TASK BRIEF: Output range, inclusive: from the line containing "lifetime. The stop" to the line containing "whitespace is ignored.". Restate those lines from the data below word for word and only those.

PROVIDED INFORMATION:

------------------------------

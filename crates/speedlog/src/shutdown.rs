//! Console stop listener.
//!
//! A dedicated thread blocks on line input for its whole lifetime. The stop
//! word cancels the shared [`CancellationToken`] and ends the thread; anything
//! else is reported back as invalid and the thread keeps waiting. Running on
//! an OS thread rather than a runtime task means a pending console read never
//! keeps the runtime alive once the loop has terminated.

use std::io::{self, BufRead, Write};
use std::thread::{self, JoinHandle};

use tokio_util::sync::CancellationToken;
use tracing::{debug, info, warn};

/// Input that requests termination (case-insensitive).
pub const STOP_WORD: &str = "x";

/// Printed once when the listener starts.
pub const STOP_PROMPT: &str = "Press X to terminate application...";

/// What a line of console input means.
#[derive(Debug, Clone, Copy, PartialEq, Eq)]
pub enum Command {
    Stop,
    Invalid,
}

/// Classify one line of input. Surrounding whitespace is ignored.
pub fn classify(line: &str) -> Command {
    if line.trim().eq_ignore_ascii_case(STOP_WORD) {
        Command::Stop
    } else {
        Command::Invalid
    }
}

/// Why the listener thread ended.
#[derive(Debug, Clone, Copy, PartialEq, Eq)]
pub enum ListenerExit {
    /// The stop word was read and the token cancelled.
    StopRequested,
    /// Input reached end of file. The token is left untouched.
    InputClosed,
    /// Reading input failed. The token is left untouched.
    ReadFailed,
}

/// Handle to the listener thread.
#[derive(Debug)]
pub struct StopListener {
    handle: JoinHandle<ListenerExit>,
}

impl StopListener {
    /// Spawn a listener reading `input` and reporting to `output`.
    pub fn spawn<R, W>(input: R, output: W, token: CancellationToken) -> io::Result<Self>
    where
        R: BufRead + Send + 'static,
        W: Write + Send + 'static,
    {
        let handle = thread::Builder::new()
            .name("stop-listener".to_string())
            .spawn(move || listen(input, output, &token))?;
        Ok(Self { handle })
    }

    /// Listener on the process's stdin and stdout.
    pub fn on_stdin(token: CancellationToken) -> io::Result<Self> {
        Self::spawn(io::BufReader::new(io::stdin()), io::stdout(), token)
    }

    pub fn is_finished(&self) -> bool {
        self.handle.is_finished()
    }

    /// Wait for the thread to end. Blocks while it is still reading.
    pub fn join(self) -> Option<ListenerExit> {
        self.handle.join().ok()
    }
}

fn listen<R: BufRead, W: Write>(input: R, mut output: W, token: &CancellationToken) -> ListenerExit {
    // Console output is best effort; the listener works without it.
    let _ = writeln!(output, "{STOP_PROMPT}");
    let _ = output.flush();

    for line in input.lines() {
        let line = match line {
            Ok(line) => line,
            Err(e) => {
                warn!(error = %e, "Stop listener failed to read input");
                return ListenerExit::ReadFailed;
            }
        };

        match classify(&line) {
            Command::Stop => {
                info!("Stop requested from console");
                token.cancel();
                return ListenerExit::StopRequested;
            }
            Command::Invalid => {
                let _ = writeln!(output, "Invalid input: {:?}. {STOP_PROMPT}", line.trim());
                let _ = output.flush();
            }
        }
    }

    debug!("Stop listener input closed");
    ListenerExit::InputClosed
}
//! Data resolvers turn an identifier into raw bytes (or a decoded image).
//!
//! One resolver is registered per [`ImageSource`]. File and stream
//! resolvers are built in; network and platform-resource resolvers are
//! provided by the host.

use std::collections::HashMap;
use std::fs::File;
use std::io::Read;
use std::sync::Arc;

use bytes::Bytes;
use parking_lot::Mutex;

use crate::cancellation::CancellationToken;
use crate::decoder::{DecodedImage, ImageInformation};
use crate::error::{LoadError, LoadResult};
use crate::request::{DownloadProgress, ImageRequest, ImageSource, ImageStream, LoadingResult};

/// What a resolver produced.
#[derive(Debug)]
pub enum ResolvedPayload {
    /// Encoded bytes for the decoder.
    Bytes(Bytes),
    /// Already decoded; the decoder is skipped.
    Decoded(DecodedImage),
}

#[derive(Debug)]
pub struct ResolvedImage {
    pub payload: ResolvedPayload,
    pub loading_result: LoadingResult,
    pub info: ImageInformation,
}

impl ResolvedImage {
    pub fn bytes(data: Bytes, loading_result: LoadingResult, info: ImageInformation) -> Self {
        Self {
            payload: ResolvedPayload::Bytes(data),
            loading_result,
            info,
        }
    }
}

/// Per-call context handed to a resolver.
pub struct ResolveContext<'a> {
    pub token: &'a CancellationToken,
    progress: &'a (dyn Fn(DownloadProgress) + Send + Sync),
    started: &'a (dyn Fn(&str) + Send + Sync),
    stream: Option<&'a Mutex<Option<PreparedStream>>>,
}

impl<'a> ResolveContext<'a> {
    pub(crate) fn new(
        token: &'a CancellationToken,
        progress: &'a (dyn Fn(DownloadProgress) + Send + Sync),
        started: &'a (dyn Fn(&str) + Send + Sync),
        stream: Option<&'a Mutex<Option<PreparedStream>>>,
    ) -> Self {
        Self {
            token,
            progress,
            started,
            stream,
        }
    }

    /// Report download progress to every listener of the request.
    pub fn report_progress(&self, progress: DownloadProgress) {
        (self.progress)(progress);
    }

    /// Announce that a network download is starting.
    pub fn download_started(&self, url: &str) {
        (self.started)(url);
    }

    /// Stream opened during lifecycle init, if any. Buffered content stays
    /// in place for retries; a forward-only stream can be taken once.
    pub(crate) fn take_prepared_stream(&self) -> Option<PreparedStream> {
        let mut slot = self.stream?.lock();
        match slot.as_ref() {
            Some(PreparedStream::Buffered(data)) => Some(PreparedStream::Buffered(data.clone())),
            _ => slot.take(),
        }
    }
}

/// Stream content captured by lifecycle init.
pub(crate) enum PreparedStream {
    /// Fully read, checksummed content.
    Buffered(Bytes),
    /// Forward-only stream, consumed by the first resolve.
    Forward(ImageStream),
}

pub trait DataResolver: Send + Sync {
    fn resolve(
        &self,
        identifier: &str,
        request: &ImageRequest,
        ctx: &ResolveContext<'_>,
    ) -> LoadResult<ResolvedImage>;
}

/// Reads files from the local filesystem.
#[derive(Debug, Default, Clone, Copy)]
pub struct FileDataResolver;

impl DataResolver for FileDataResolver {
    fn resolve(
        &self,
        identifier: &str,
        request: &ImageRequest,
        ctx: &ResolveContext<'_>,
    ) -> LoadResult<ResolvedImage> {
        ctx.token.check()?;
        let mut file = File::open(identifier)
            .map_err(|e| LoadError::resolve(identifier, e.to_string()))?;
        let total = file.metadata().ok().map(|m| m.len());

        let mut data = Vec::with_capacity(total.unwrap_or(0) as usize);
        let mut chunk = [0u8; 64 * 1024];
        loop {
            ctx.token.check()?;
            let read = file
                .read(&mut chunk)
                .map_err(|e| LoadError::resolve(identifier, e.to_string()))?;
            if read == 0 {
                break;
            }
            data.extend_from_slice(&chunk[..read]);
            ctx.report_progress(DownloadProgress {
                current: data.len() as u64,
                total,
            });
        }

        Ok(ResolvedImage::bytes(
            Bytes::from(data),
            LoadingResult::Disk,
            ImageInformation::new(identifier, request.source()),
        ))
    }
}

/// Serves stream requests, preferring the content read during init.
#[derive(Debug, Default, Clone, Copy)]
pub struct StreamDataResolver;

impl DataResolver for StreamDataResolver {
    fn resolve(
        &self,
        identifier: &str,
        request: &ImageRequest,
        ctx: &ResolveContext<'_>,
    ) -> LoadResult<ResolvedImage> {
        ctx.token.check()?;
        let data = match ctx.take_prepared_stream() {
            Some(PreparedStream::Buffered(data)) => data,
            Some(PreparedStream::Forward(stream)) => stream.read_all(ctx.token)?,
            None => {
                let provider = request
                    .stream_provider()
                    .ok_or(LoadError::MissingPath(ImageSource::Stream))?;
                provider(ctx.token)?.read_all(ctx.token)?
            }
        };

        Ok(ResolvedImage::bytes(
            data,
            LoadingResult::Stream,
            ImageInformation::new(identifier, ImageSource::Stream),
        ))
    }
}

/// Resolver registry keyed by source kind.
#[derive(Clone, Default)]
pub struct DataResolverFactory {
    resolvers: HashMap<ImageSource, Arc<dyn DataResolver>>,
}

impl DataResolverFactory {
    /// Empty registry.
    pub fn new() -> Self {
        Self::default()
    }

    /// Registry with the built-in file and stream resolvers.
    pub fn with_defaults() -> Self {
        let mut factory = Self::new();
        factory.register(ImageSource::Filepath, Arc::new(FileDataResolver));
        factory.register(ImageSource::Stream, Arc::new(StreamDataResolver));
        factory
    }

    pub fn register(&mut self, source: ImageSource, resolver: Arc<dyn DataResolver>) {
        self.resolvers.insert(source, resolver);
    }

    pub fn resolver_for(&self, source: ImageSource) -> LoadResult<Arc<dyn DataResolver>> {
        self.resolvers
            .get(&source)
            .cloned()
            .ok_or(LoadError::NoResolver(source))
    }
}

------------------------------

ANSWER TO THE PROBLEM:
//! A dedicated thread blocks on line input for its whole lifetime. The stop
//! word cancels the shared [`CancellationToken`] and ends the thread; anything
//! else is reported back as invalid and the thread keeps waiting. Running on
//! an OS thread rather than a runtime task means a pending console read never
//! keeps the runtime alive once the loop has terminated.

use std::io::{self, BufRead, Write};
use std::thread::{self, JoinHandle};

use tokio_util::sync::CancellationToken;
use tracing::{debug, info, warn};

/// Input that requests termination (case-insensitive).
pub const STOP_WORD: &str = "x";

/// Printed once when the listener starts.
pub const STOP_PROMPT: &str = "Press X to terminate application...";

/// What a line of console input means.
#[derive(Debug, Clone, Copy, PartialEq, Eq)]
pub enum Command {
    Stop,
    Invalid,
}

/// Classify one line of input. Surrounding whitespace is ignored.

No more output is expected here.